Section 3. Privileges of Membership. The privileges and benefits for each membership category and the detailed rules for membership and membership dues appear on the Application and Renewal Form of the ACRE. The ACRE shall provide its members with an excellent platform for professional networking, career development and promotion through a variety of mechanisms and numerous opportunities to be involved in the ACRE, including all scientific programs, academic exchange programs, annual scientific meetings and conferences, and workshops on the application of new techniques and treatments to cardiovascular problems; access to members-only Web site, exclusive online newsgroups,  the Directory of the ACRE membership, the publications of the ACRE etc. Regular full voting members shall have the privilege to vote and/or to be voted as officers,

            Section 4. Membership Application.  To become a member of the ACRE an application must be submitted to and approved by the Membership Committee. 

            Section 5. Membership Dues. Membership dues shall be required of all members of the ACRE. The amount of the annual dues shall be determined by a vote of the membership. Payment of all required membership dues is necessary to maintain an active status of the membership. Dues shall be payable on January 15 of each year and shall become delinquent sixty (60) days thereafter.  A member whose dues are delinquent for a period of one year may be dropped from the rolls of the ACRE by action of the Membership Committee with approval from the Board of Directors. The Treasurer shall notify such member by mail of such anticipated action sixty (60) days before it is taken. Any member dropped from membership because of delinquency may be considered by the Membership Committee for reinstatement upon the filing of such a request, together with payment of current dues and all past unpaid dues unless waived, in whole or in part, by a majority vote of the Board of Directors. On the recommendation of the Membership Committee and the approval of the Board of Directors, and without publication thereof, annual dues may be waived in whole or in part for any member of the ACRE.

            Section 6. Resignation. Any member may resign by filing a written request for resignation with the Membership Committee, which in turn shall notify the treasurer and the Board of Director of the ACRE. Any member dropped from membership because of resignation may be considered by the Membership Committee for reinstatement upon the filing of such a request, together with payment of current dues and all past unpaid dues unless waived, in whole or in part, by a majority vote of the Board of Directors.

Section 7. Termination of Membership. The Board of Directors, by a majority vote of a quorum, may terminate the membership of any member who becomes ineligible for membership.

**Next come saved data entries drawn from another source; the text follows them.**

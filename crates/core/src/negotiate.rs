//! Shared-dependency version negotiation.
//!
//! Every packaged tool in a pipeline is built against some release of one
//! shared library. The tools exchange artifacts in that library's format,
//! so the pipeline must agree on one version of it: the newest version `v`
//! such that every packaged tool has a release built against `v` or later.

use crate::tool::{PlannedStep, ResolvedTool, Sequence, Tool};
use crate::version::{at_least, parse_lenient};
use crate::{Error, Result};
use futures::future::{join_all, try_join_all};
use semver::Version;
use std::collections::HashMap;
use std::sync::Arc;
use tracing::{debug, info, trace, warn};

use crate::provider::PackageProvider;

/// A usable release of a packaged tool.
#[derive(Debug, Clone, PartialEq, Eq)]
pub struct Release {
    /// Package version.
    pub version: Version,
    /// Shared-dependency version the release was built against, if any.
    pub shared: Option<Version>,
}

impl Release {
    /// Whether this release can join a pipeline negotiated at `negotiated`.
    ///
    /// A release without the shared dependency fits any pipeline.
    #[must_use]
    pub fn satisfies(&self, negotiated: Option<&Version>) -> bool {
        match (&self.shared, negotiated) {
            (Some(shared), Some(negotiated)) => shared >= negotiated,
            _ => true,
        }
    }
}

/// Usable releases of one tool, newest first.
#[derive(Debug, Clone)]
pub struct ToolReleases {
    /// Tool name.
    pub tool: String,
    /// Releases at or above the tool's minimum version and the floor.
    pub releases: Vec<Release>,
}

impl ToolReleases {
    /// Newest release fitting `negotiated`.
    #[must_use]
    pub fn best(&self, negotiated: Option<&Version>) -> Option<&Release> {
        self.releases.iter().find(|r| r.satisfies(negotiated))
    }
}

/// Negotiates the shared-dependency version of a pipeline and pins every
/// packaged tool to a release.
pub struct VersionNegotiator<'a> {
    provider: &'a dyn PackageProvider,
    dependency: &'a str,
    floor: &'a Version,
}

impl<'a> VersionNegotiator<'a> {
    /// Create a negotiator for shared dependency `dependency`. Releases
    /// built against a version below `floor` are ignored.
    #[must_use]
    pub fn new(provider: &'a dyn PackageProvider, dependency: &'a str, floor: &'a Version) -> Self {
        Self {
            provider,
            dependency,
            floor,
        }
    }

    /// Usable releases of a packaged tool, newest first.
    ///
    /// A failed version listing is logged and treated as "no releases".
    ///
    /// # Errors
    ///
    /// Returns a provider error if a shared-dependency lookup fails.
    pub async fn releases(&self, tool: &Tool) -> Result<ToolReleases> {
        let Some(package) = &tool.package else {
            return Ok(ToolReleases {
                tool: tool.name.clone(),
                releases: Vec::new(),
            });
        };

        let listed = match self.provider.list_versions(package).await {
            Ok(listed) => listed,
            Err(e) => {
                warn!(tool = %tool.name, package, error = %e, "Could not list versions");
                Vec::new()
            }
        };

        let versions: Vec<Version> = listed
            .iter()
            .filter_map(|raw| {
                let parsed = parse_lenient(raw);
                if parsed.is_none() {
                    trace!(package, version = raw, "Skipping unparsable version");
                }
                parsed
            })
            .filter(|v| at_least(v, tool.min_version.as_ref()))
            .collect();

        let shared = try_join_all(versions.iter().map(|version| {
            let version = version.to_string();
            async move {
                self.provider
                    .shared_dependency_version(package, &version, self.dependency)
                    .await
            }
        }))
        .await?;

        let mut releases: Vec<Release> = versions
            .into_iter()
            .zip(shared)
            .filter_map(|(version, shared)| match shared {
                None => Some(Release {
                    version,
                    shared: None,
                }),
                Some(raw) => match parse_lenient(&raw) {
                    Some(shared) if shared >= *self.floor => Some(Release {
                        version,
                        shared: Some(shared),
                    }),
                    Some(_) => None,
                    None => {
                        warn!(package, %version, shared = raw, "Unparsable shared dependency version");
                        None
                    }
                },
            })
            .collect();
        releases.sort_by(|a, b| b.version.cmp(&a.version));
        releases.dedup_by(|a, b| a.version == b.version);

        debug!(tool = %tool.name, count = releases.len(), "Usable releases");
        Ok(ToolReleases {
            tool: tool.name.clone(),
            releases,
        })
    }

    /// Usable releases of every distinct packaged tool, fetched concurrently.
    ///
    /// # Errors
    ///
    /// See [`releases`](Self::releases).
    pub async fn collect(&self, tools: &[Arc<Tool>]) -> Result<Vec<ToolReleases>> {
        let mut seen = std::collections::HashSet::new();
        let packaged: Vec<&Arc<Tool>> = tools
            .iter()
            .filter(|t| t.package.is_some() && seen.insert(t.name.as_str()))
            .collect();
        join_all(packaged.into_iter().map(|tool| self.releases(tool)))
            .await
            .into_iter()
            .collect()
    }

    /// Negotiate the shared-dependency version over `tools` and pin every
    /// step.
    ///
    /// # Errors
    ///
    /// Returns [`Error::NoCompatibleVersion`] naming a tool without a usable
    /// release, plus any provider error from [`collect`](Self::collect).
    pub async fn pin(&self, plan: Vec<PlannedStep>) -> Result<Sequence> {
        let tools: Vec<Arc<Tool>> = plan.iter().map(|step| step.tool.clone()).collect();
        let catalog = self.collect(&tools).await?;
        let negotiated = negotiate(&catalog, self.dependency)?;
        if let Some(version) = &negotiated {
            info!(dependency = self.dependency, %version, "Negotiated shared dependency");
        }

        let by_name: HashMap<&str, &ToolReleases> =
            catalog.iter().map(|r| (r.tool.as_str(), r)).collect();
        let steps = plan
            .into_iter()
            .map(|step| {
                let Some(releases) = by_name.get(step.tool.name.as_str()) else {
                    return Ok(ResolvedTool::unpinned(step));
                };
                let release = releases.best(negotiated.as_ref()).ok_or_else(|| {
                    Error::NoCompatibleVersion {
                        tool: step.tool.name.clone(),
                        dependency: self.dependency.to_string(),
                    }
                })?;
                Ok(ResolvedTool {
                    version: Some(release.version.clone()),
                    shared_version: release.shared.clone(),
                    ..ResolvedTool::unpinned(step)
                })
            })
            .collect::<Result<Vec<_>>>()?;

        Ok(Sequence::new(steps, negotiated))
    }
}

/// Candidate shared-dependency versions, newest first, without duplicates.
#[must_use]
pub fn candidates(catalog: &[ToolReleases]) -> Vec<Version> {
    let mut all: Vec<Version> = catalog
        .iter()
        .flat_map(|tool| tool.releases.iter().filter_map(|r| r.shared.clone()))
        .collect();
    all.sort_by(|a, b| b.cmp(a));
    all.dedup();
    all
}

/// Pick the newest candidate every tool can satisfy.
///
/// `Ok(None)` means no release declares the shared dependency, so each tool
/// is simply pinned to its newest usable release.
///
/// # Errors
///
/// Returns [`Error::NoCompatibleVersion`] naming the first tool that cannot
/// satisfy even the oldest candidate.
pub fn negotiate(catalog: &[ToolReleases], dependency: &str) -> Result<Option<Version>> {
    let candidates = candidates(catalog);
    let Some(oldest) = candidates.last() else {
        return Ok(None);
    };

    for candidate in &candidates {
        if catalog.iter().all(|tool| tool.best(Some(candidate)).is_some()) {
            return Ok(Some(candidate.clone()));
        }
        trace!(%candidate, "Candidate rejected");
    }

    let blocker = catalog
        .iter()
        .find(|tool| tool.best(Some(oldest)).is_none())
        .map_or_else(String::new, |tool| tool.tool.clone());
    Err(Error::NoCompatibleVersion {
        tool: blocker,
        dependency: dependency.to_string(),
    })
}
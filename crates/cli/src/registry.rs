//! Built-in tool registry.
//!
//! Describes the Buggy chain: lisgy sources compile to port graphs, which
//! are laid out as kgraphs and rendered to SVG. Every tool is an npm
//! package run through `node`.

use pipewright_core::{Activation, Registry, Result, Tool, tool::INPUT_TYPE, version};

const NODE: &str = "node";

/// Whether `input` looks like a lisgy source file: its first non-blank
/// character opens an s-expression.
fn looks_like_lisgy(input: &[u8]) -> bool {
    input
        .iter()
        .find(|byte| !byte.is_ascii_whitespace())
        .is_some_and(|&byte| byte == b'(')
}

/// The registry shipped with the CLI.
///
/// # Errors
///
/// Fails only if a built-in minimum version does not parse.
pub fn builtin() -> Result<Registry> {
    let lisgy = Tool::new("lisgy")
        .with_package("@buggyorg/lisgy")
        .with_min_version(version::parse("0.2.0-pre.0")?)
        .consuming([INPUT_TYPE, "lisgy"])
        .producing(["portgraph"])
        .activated_by(Activation::in_process(looks_like_lisgy))
        .with_interpreter(NODE);

    let portgraph2kgraph = Tool::new("portgraph2kgraph")
        .with_package("@buggyorg/portgraph2kgraph")
        .consuming(["portgraph"])
        .producing(["kgraph"])
        .with_interpreter(NODE);

    let graphify = Tool::new("graphify")
        .with_package("@buggyorg/graphify")
        .with_min_version(version::parse("0.1.25")?)
        .consuming(["kgraph"])
        .producing(["svg"])
        .with_interpreter(NODE);

    Ok([lisgy, portgraph2kgraph, graphify].into_iter().collect())
}
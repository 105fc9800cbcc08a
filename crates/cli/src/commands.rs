//! Subcommand implementations.
//!
//! Each command writes its result to the given writer; logs and progress
//! go to stderr.

use crate::progress::SpinnerObserver;
use miette::IntoDiagnostic;
use pipewright_core::{
    Config, MemoizedProvider, PackageCache, PackageProvider, Registry, Sequence, Target, Toolchain,
};
use pipewright_tools_npm::NpmProvider;
use std::io::Write;
use std::path::{Path, PathBuf};
use std::sync::Arc;
use tokio::io::AsyncReadExt;
use tracing::{debug, instrument};

/// Everything a command needs besides its own arguments.
pub struct Context {
    pub config: Config,
    pub registry: Arc<Registry>,
    pub provider: Arc<dyn PackageProvider>,
    pub progress: bool,
    pub json: bool,
}

impl Context {
    /// Build the context from the global flags.
    ///
    /// `--config` is read first, then environment overrides, then
    /// `--cache-dir`.
    pub fn new(
        config_path: Option<&Path>,
        cache_dir: Option<PathBuf>,
        update_cache: bool,
        registry: Registry,
        json: bool,
    ) -> miette::Result<Self> {
        let config = match config_path {
            Some(path) => Config::load(path)?,
            None => Config::default(),
        }
        .with_process_env();
        let config = match cache_dir {
            Some(dir) => config.with_cache_dir(dir),
            None => config,
        };

        let npm: Arc<dyn PackageProvider> = Arc::new(NpmProvider::new());
        let provider = if update_cache {
            npm
        } else {
            Arc::new(MemoizedProvider::new(npm))
        };
        debug!(cache_dir = %config.cache_dir.display(), provider = provider.name(), "Context ready");

        Ok(Self {
            config,
            registry: Arc::new(registry),
            provider,
            progress: !json && std::io::IsTerminal::is_terminal(&std::io::stderr()),
            json,
        })
    }

    fn toolchain(&self) -> miette::Result<Toolchain> {
        Ok(Toolchain::new(
            self.registry.clone(),
            self.provider.clone(),
            &self.config,
        )?)
    }
}

/// Read the whole input file, or stdin when `file` is `None`.
pub async fn read_input(file: Option<&Path>) -> miette::Result<Vec<u8>> {
    match file {
        Some(path) => tokio::fs::read(path)
            .await
            .into_diagnostic()
            .map_err(|e| e.wrap_err(format!("Failed to read {}", path.display()))),
        None => {
            let mut input = Vec::new();
            tokio::io::stdin()
                .read_to_end(&mut input)
                .await
                .into_diagnostic()?;
            Ok(input)
        }
    }
}

/// `pipewright run`
#[instrument(skip(ctx, out))]
pub async fn run(
    ctx: &Context,
    file: Option<&Path>,
    target: &Target,
    out: &mut impl Write,
) -> miette::Result<()> {
    let input = read_input(file).await?;
    let toolchain = ctx.toolchain()?;
    let observer = SpinnerObserver::new(ctx.progress);
    let result = toolchain.run(input, target, &observer).await;
    observer.finish();

    let output = result?;
    out.write_all(&output).into_diagnostic()?;
    if !output.ends_with(b"\n") {
        out.write_all(b"\n").into_diagnostic()?;
    }
    Ok(())
}

/// `pipewright show-toolchain`
#[instrument(skip(ctx, out))]
pub async fn show_toolchain(
    ctx: &Context,
    file: Option<&Path>,
    from: Option<&str>,
    target: &Target,
    out: &mut impl Write,
) -> miette::Result<()> {
    let toolchain = ctx.toolchain()?;
    let observer = SpinnerObserver::new(ctx.progress);
    let result = match from {
        Some(from) => {
            toolchain
                .resolver()
                .resolve_type(from, target, &observer)
                .await
        }
        None => {
            let input = read_input(file).await?;
            toolchain.resolve(&input, target, &observer).await
        }
    };
    observer.finish();

    let sequence = result?;
    write_sequence(&sequence, ctx.json, out)
}

fn write_sequence(sequence: &Sequence, json: bool, out: &mut impl Write) -> miette::Result<()> {
    if json {
        let steps: Vec<_> = sequence
            .iter()
            .map(|step| {
                serde_json::json!({
                    "name": step.name(),
                    "package": step.tool.package,
                    "version": step.version.as_ref().map(ToString::to_string),
                })
            })
            .collect();
        let document = serde_json::json!({
            "steps": steps,
            "shared_version": sequence.shared_version().map(ToString::to_string),
        });
        writeln!(out, "{document}").into_diagnostic()
    } else {
        writeln!(out, "{sequence}").into_diagnostic()
    }
}

/// `pipewright list-inputs`
pub fn list_inputs(registry: &Registry, json: bool, out: &mut impl Write) -> miette::Result<()> {
    if json {
        let tools: Vec<_> = registry
            .inputs()
            .map(|tool| {
                serde_json::json!({
                    "name": tool.name,
                    "package": tool.package,
                    "produces": tool.produces,
                })
            })
            .collect();
        return writeln!(out, "{}", serde_json::Value::Array(tools)).into_diagnostic();
    }
    for tool in registry.inputs() {
        write!(out, "{}", tool.name).into_diagnostic()?;
        if let Some(package) = &tool.package {
            write!(out, " ({package})").into_diagnostic()?;
        }
        writeln!(out, " -> {}", tool.produces.join(", ")).into_diagnostic()?;
    }
    Ok(())
}

/// `pipewright list-installed`
pub fn list_installed(cache: &PackageCache, json: bool, out: &mut impl Write) -> miette::Result<()> {
    let entries = cache.installed()?;
    if json {
        let entries: Vec<_> = entries
            .iter()
            .map(|entry| {
                serde_json::json!({
                    "package": entry.package,
                    "version": entry.version,
                    "path": entry.path.display().to_string(),
                })
            })
            .collect();
        return writeln!(out, "{}", serde_json::Value::Array(entries)).into_diagnostic();
    }
    for entry in entries {
        writeln!(out, "{}@{}", entry.package, entry.version).into_diagnostic()?;
    }
    Ok(())
}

Article IV  Officers: The officers shall consist of a President, a President-elect, a General Secretary, and six Directors.

           Section 1. Board of Directors: The elected officers form the Board of Directors of the ACRE, of which the President is the Chairman. The Board heads the ACRE and supervises the activities of the ACRE. The Board of Directors, by a majority vote of those present at any regularly constituted meeting, may terminate the membership of any member who becomes ineligible for membership. The Board should make a decision or call a vote within two weeks upon receipt of a bill proposed by ten or more Members in regards to an important issue of the Academy or a request for a dismissal of a Director or a termination of a membership. The terms of office of the President, President-Elect, and General Secretary shall be two (2) years; that of the six Directors shall be three (3) years (the "normal term of office"). Officers may be re-elected for an additional term but no more than two (2) consecutive terms. No members may serve as President for more than three (3) terms.

Section 2. Nomination and Election of Officers: Regular and Life-time (Full-voting) Members of the ACRE shall elect its Board of Directors in November of each year. Prior to the November election, the President shall appoint a Nomination and Election Committee consisting of three members of the ACRE to include and be chaired by the Chairman of the Long-Range Planning Committee. The members of the Nomination and Election Committee should not run for the Officers in the corresponding election year.

To be eligible for Directors, a candidate must be an active Full-voting Member of the ACRE for more than two (2) years. To be eligible for President, a candidate must be a Regular (full voting) Member of the ACRE for more than 4 years and must have served as a Director of the Board for at least one term. To be eligible for President-elect, a candidate must be a Regular (full voting) Member of the ACRE for more than two (2) years and must have served as a Director of the Board for at least one term. The current officers who are in the last year of the normal term of office (“expiring term”) are obligated nominees as candidates for re-election should the officers be eligible for re-election in the election year.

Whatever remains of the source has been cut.